Proposed mechanism by which exercise impacts synaptic plasticity and cognitive abilities by engaging aspects of epigenetic regulation. As discussed in the text, changes in energy metabolism may be an important mediator for the effects of exercise on synaptic plasticity, in a process engaging mechanisms of epigenetic regulation. Exercise promotes DNA demethylation in BDNF promoter IV, involving phosphorylation of methyl CpG binding protein 2 (MeCP2), and acetylation of histone H3. These events may result in dissociation of MeCP2 and chromatin remodeling events leading to BDNF gene transcription. The effects of exercise on brain-derived neurotrophic factor (BDNF) regulation may also involve the action of histone deacetylases (HDACs) such as HDAC5 implicated in the regulation of BDNF gene (Tsankova et al., 2006).

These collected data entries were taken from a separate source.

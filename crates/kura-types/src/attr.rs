//! Raw attribute snapshots.
//!
//! These mirror what `lstat(2)` reports. They never follow the final
//! symbolic link of a path.

use serde::{Deserialize, Serialize};
use std::time::SystemTime;

/// File type as reported by the host, before classification.
#[derive(Debug, Clone, Copy, PartialEq, Eq, Serialize, Deserialize)]
pub enum RawFileType {
    /// Regular file.
    Regular,
    /// Directory.
    Directory,
    /// Symbolic link.
    Symlink,
    /// Block device.
    BlockDevice,
    /// Character device.
    CharDevice,
    /// Named pipe.
    Fifo,
    /// Unix domain socket.
    Socket,
}

/// Attributes of a filesystem entry.
#[derive(Debug, Clone, PartialEq, Eq, Serialize, Deserialize)]
pub struct Attributes {
    /// Size in bytes.
    pub size: u64,
    /// Entry type.
    pub file_type: RawFileType,
    /// Permission bits (e.g., 0o644).
    pub perm: u32,
    /// Content modification time.
    pub mtime: SystemTime,
    /// Content access time, if the host records it.
    pub atime: Option<SystemTime>,
    /// Attribute (status) change time.
    pub ctime: Option<SystemTime>,
    /// Creation time, if the host records it.
    pub btime: Option<SystemTime>,
    /// Number of hard links.
    pub nlink: u64,
    /// Owner user ID.
    pub uid: u32,
    /// Owner group ID.
    pub gid: u32,
    /// Device containing the entry.
    pub dev: u64,
    /// Inode number.
    pub ino: u64,
}

impl Attributes {
    /// Returns true if this is a regular file.
    pub fn is_file(&self) -> bool {
        self.file_type == RawFileType::Regular
    }

    /// Returns true if this is a directory.
    pub fn is_dir(&self) -> bool {
        self.file_type == RawFileType::Directory
    }

    /// Returns true if this is a symbolic link.
    pub fn is_symlink(&self) -> bool {
        self.file_type == RawFileType::Symlink
    }
}

/// Attributes to set on an entry.
#[derive(Debug, Clone, Default, PartialEq, Eq, Serialize, Deserialize)]
pub struct SetAttributes {
    /// New permission bits.
    pub perm: Option<u32>,
    /// New content modification time.
    pub mtime: Option<SystemTime>,
    /// New content access time.
    pub atime: Option<SystemTime>,
    /// New owner user ID.
    pub uid: Option<u32>,
    /// New owner group ID.
    pub gid: Option<u32>,
}

impl SetAttributes {
    /// Create an empty change set.
    pub fn new() -> Self {
        Self::default()
    }

    /// Set permissions.
    pub fn with_perm(mut self, perm: u32) -> Self {
        self.perm = Some(perm);
        self
    }

    /// Set the modification time.
    pub fn with_mtime(mut self, mtime: SystemTime) -> Self {
        self.mtime = Some(mtime);
        self
    }

    /// Set the access time.
    pub fn with_atime(mut self, atime: SystemTime) -> Self {
        self.atime = Some(atime);
        self
    }

    /// Set the owner.
    pub fn with_owner(mut self, uid: u32, gid: u32) -> Self {
        self.uid = Some(uid);
        self.gid = Some(gid);
        self
    }

    /// Returns true if nothing would change.
    pub fn is_empty(&self) -> bool {
        self == &Self::default()
    }

    /// Returns true if either timestamp is set.
    pub fn touches_times(&self) -> bool {
        self.mtime.is_some() || self.atime.is_some()
    }
}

Exercise elevates the activated stages of calcium/calmodulin-dependent protein kinase II (p-CaMKII) and cAMP response element binding protein (p-CREB), which in turn can contribute to regulate BDNF transcription, as well as participate in the signaling events by which BDNF influences synaptic plasticity and cognitive abilities. The impact of exercise on the remodeling of chromatin containing the BDNF gene emphasizes the importance of exercise on the control of gene transcription in the context of brain function and plasticity. Reprinted, with permission, from reference (75), p. 388.